Assumptions of linear regression Flashcards
Linearity - What is it?
Linearity in linear regression means the relationship between the independent variables (predictors) and the dependent variable (target) is linear. This implies that a change in a predictor leads to a proportional change in the target.
Linearity - Why is it needed?
Linearity is needed because linear regression assumes a linear relationship between predictors and the target. If this assumption is violated, the model will produce inaccurate predictions.
Linearity - What if it fails?
If linearity fails, the model will underfit the data, leading to poor predictions. The model may miss important non-linear patterns in the data.
Linearity - How to detect it?
Detect linearity by plotting the dependent variable against each independent variable (scatterplots). Look for non-linear patterns or curves in the data.
Linearity - Remedies
Transform predictors or the target variable using non-linear transformations like log, square root, or polynomial terms. Example: Use np.log(X)
or X**2
in Python.
Multicollinearity - What is it?
Multicollinearity occurs when two or more independent variables in a regression model are highly correlated, making it difficult to isolate their individual effects on the target.
Multicollinearity - Why is it needed?
It is needed to ensure that each predictor provides unique information to the model. Without it, the model’s coefficients become unreliable and hard to interpret.
Multicollinearity - What if it fails?
If multicollinearity fails, the model’s coefficients may have inflated standard errors, leading to unreliable p-values and confidence intervals.
Multicollinearity - How to detect it?
Detect multicollinearity using the Variance Inflation Factor (VIF). A VIF greater than 5 or 10 indicates high multicollinearity.
Multicollinearity - Remedies
Remove or combine correlated variables. Use dimensionality reduction techniques like PCA. Example: from statsmodels.stats.outliers_influence import variance_inflation_factor
to calculate VIF.
Homoscedasticity - What is it?
Homoscedasticity means the residuals (errors) in a regression model have constant variance across all levels of the predictor variables.
Homoscedasticity - Why is it needed?
It is needed to ensure reliable confidence intervals, p-values, and unbiased coefficient estimates in the regression model.
Homoscedasticity - What if it fails?
If homoscedasticity fails (heteroscedasticity), the model’s standard errors become unreliable, leading to misleading p-values and confidence intervals.
Homoscedasticity - How to detect it?
Detect homoscedasticity by plotting residuals vs. predicted values.
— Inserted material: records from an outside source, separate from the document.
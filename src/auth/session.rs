//! Session manager
//!
//! Owns the `Session` record. The authenticated flag is derived from the
//! presence of a user, so the two can never disagree.

use std::sync::Arc;

use super::TokenPair;
use crate::api::{messages, ApiClient, ApiError};
use crate::models::{Credentials, ProfileUpdate, Registration, User};

#[derive(Debug, Clone, Copy, PartialEq, Eq)]
pub enum SessionStatus {
    Anonymous,
    Loading,
    Authenticated,
    Error,
}

#[derive(Debug, Clone, Default, PartialEq)]
pub struct Session {
    user: Option<User>,
    is_loading: bool,
    error: Option<String>,
}

impl Session {
    pub fn user(&self) -> Option<&User> {
        self.user.as_ref()
    }

    pub fn is_authenticated(&self) -> bool {
        self.user.is_some()
    }

    pub fn error(&self) -> Option<&str> {
        self.error.as_deref()
    }

    pub fn status(&self) -> SessionStatus {
        if self.is_loading {
            SessionStatus::Loading
        } else if self.user.is_some() {
            SessionStatus::Authenticated
        } else if self.error.is_some() {
            SessionStatus::Error
        } else {
            SessionStatus::Anonymous
        }
    }
}

/// Failed login, registration or profile update, with a displayable message.
#[derive(Debug, Clone, PartialEq, Eq, thiserror::Error)]
#[error("{message}")]
pub struct AuthError {
    pub message: String,
}

pub struct SessionManager {
    api: Arc<ApiClient>,
    session: Session,
}

impl SessionManager {
    pub fn new(api: Arc<ApiClient>) -> Self {
        Self {
            api,
            session: Session::default(),
        }
    }

    pub fn session(&self) -> &Session {
        &self.session
    }

    /// Restore the session from a persisted access token, if any.
    pub async fn bootstrap(&mut self) {
        if self.api.tokens().access_token().is_none() {
            tracing::debug!("No stored access token, starting anonymous");
            return;
        }

        self.session.is_loading = true;
        match self.api.current_user().await {
            Ok(user) => {
                tracing::info!("Session restored for {}", user.email);
                self.session.user = Some(user);
            }
            Err(e) if e.is_unauthorized() => {
                tracing::info!("Stored session has expired");
                self.clear_tokens();
                self.session.user = None;
            }
            Err(e) => {
                tracing::warn!("Stored session could not be restored: {}", e);
                self.clear_tokens();
                self.session.user = None;
            }
        }
        self.session.is_loading = false;
    }

    pub async fn login(&mut self, credentials: &Credentials) -> Result<(), AuthError> {
        self.session.is_loading = true;
        let result = self.api.login(credentials).await;
        self.session.is_loading = false;

        let resp = result.map_err(|e| self.fail(&e, messages::LOGIN, "Login failed"))?;
        self.establish(resp.user, &resp.tokens, "Login failed")
    }

    pub async fn register(&mut self, registration: &Registration) -> Result<(), AuthError> {
        self.session.is_loading = true;
        let result = self.api.register(registration).await;
        self.session.is_loading = false;

        let resp =
            result.map_err(|e| self.fail(&e, messages::REGISTER, "Registration failed"))?;
        self.establish(resp.user, &resp.tokens, "Registration failed")
    }

    /// Drop the session locally. The server is not consulted.
    pub fn logout(&mut self) {
        self.clear_tokens();
        self.session = Session::default();
        tracing::info!("Logged out");
    }

    /// Reset after the HTTP client gave up on refreshing. Tokens are
    /// already gone at this point.
    pub fn expire(&mut self) {
        tracing::warn!("Session expired, please log in again");
        self.session = Session::default();
    }

    pub async fn update_profile(&mut self, changes: &ProfileUpdate) -> Result<(), AuthError> {
        let result = self.api.update_profile(changes).await;
        let user =
            result.map_err(|e| self.fail(&e, messages::PROFILE, "Failed to update profile"))?;
        self.session.user = Some(user);
        self.session.error = None;
        Ok(())
    }

    fn establish(
        &mut self,
        user: User,
        tokens: &TokenPair,
        fallback: &str,
    ) -> Result<(), AuthError> {
        if let Err(e) = self.api.tokens().save(tokens) {
            tracing::error!("Failed to persist tokens: {:#}", e);
            return Err(self.fail(&ApiError::Storage(e), &[], fallback));
        }
        tracing::info!("Authenticated as {}", user.email);
        self.session.user = Some(user);
        self.session.error = None;
        Ok(())
    }

    fn fail(
        &mut self,
        err: &ApiError,
        extractors: &[messages::Extractor],
        fallback: &str,
    ) -> AuthError {
        tracing::debug!("Authentication request failed: {}", err);
        let message = messages::resolve(err, extractors, fallback);
        self.session.error = Some(message.clone());
        AuthError { message }
    }

    fn clear_tokens(&self) {
        if let Err(e) = self.api.tokens().clear() {
            tracing::error!("Failed to clear tokens: {:#}", e);
        }
    }
}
Look for patterns like cones or funnels. Use statistical tests like the Breusch-Pagan test.
Homoscedasticity - Remedies
Transform the dependent variable (e.g., log(y)
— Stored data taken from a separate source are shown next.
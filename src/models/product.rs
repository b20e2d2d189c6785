//! Catalog models

use rust_decimal::Decimal;
use serde::{Deserialize, Serialize};

#[derive(Debug, Clone, PartialEq, Serialize, Deserialize)]
pub struct Category {
    pub id: u64,
    pub name: String,
}

/// Product as embedded in cart lines and catalog listings
#[derive(Debug, Clone, PartialEq, Serialize, Deserialize)]
pub struct Product {
    pub id: u64,
    pub name: String,
    #[serde(default)]
    pub description: Option<String>,
    pub price: Decimal,
    #[serde(default)]
    pub category: Option<u64>,
    #[serde(default)]
    pub category_name: Option<String>,
    #[serde(default)]
    pub image: Option<String>,
    #[serde(default)]
    pub stock: u32,
    #[serde(default)]
    pub is_in_stock: bool,
}

/// Query filters for the product listing
#[derive(Debug, Clone, Default)]
pub struct ProductFilter {
    pub search: Option<String>,
    pub category: Option<u64>,
}

impl ProductFilter {
    /// Query pairs for the set filters.
    pub fn to_query(&self) -> Vec<(String, String)> {
        let mut query = Vec::new();
        if let Some(ref search) = self.search {
            if !search.is_empty() {
                query.push(("search".to_string(), search.clone()));
            }
        }
        if let Some(category) = self.category {
            query.push(("category".to_string(), category.to_string()));
        }
        query
    }
}

/// Listing endpoints may answer with a bare array or a paginated page.
#[derive(Debug, Deserialize)]
#[serde(untagged)]
pub enum Listing<T> {
    Page { results: Vec<T> },
    Plain(Vec<T>),
}

impl<T> Listing<T> {
    pub fn into_items(self) -> Vec<T> {
        match self {
            Listing::Page { results } => results,
            Listing::Plain(items) => items,
        }
    }
}
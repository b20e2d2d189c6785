//! API client module for the storefront REST API

mod account;
mod cart;
mod catalog;
pub mod client;
mod error;
pub mod messages;
mod orders;
pub mod transport;

pub use client::ApiClient;
pub use error::ApiError;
), use Weighted Least Squares (WLS), or apply robust standard errors. Example: model = sm.OLS(y, X).fit(cov_type='HC3')
.
Normality of Residuals - What is it?
Normality of residuals means the residuals (errors) of the regression model are normally distributed, especially for small sample sizes.
Normality of Residuals - Why is it needed?
It is needed for valid hypothesis testing (e.g., p-values and confidence intervals) and to ensure the model’s predictions are reliable.
Normality of Residuals - What if it fails?
If normality fails, hypothesis tests (e.g., t-tests, F-tests) become invalid, and the model’s predictions may be biased.
Normality of Residuals - How to detect it?
Detect normality using a Q-Q plot (quantile-quantile plot) or statistical tests like the Shapiro-Wilk test.
Normality of Residuals - Remedies
Transform the dependent variable (e.g., log(y)
), use non-linear models, or increase sample size. Example: from scipy.stats import shapiro
for the Shapiro-Wilk test.
No Autocorrelation - What is it?
No autocorrelation means the residuals of the regression model are not correlated with each other, especially in time-series data.
No Autocorrelation - Why is it needed?
It is needed to ensure that the residuals are independent, which is crucial for valid hypothesis testing and reliable predictions.
No Autocorrelation - What if it fails?
If autocorrelation fails, the model’s standard errors are underestimated, leading to overly optimistic p-values and confidence intervals.
No Autocorrelation - How to detect it?
Detect autocorrelation using the Durbin-Watson test or by plotting residuals over time (e.g., a time-series plot).
No Autocorrelation - Remedies
Use lagged variables, include time-based features, or switch to models designed for time-series data (e.g., ARIMA). Example: from statsmodels.stats.stattools import durbin_watson
.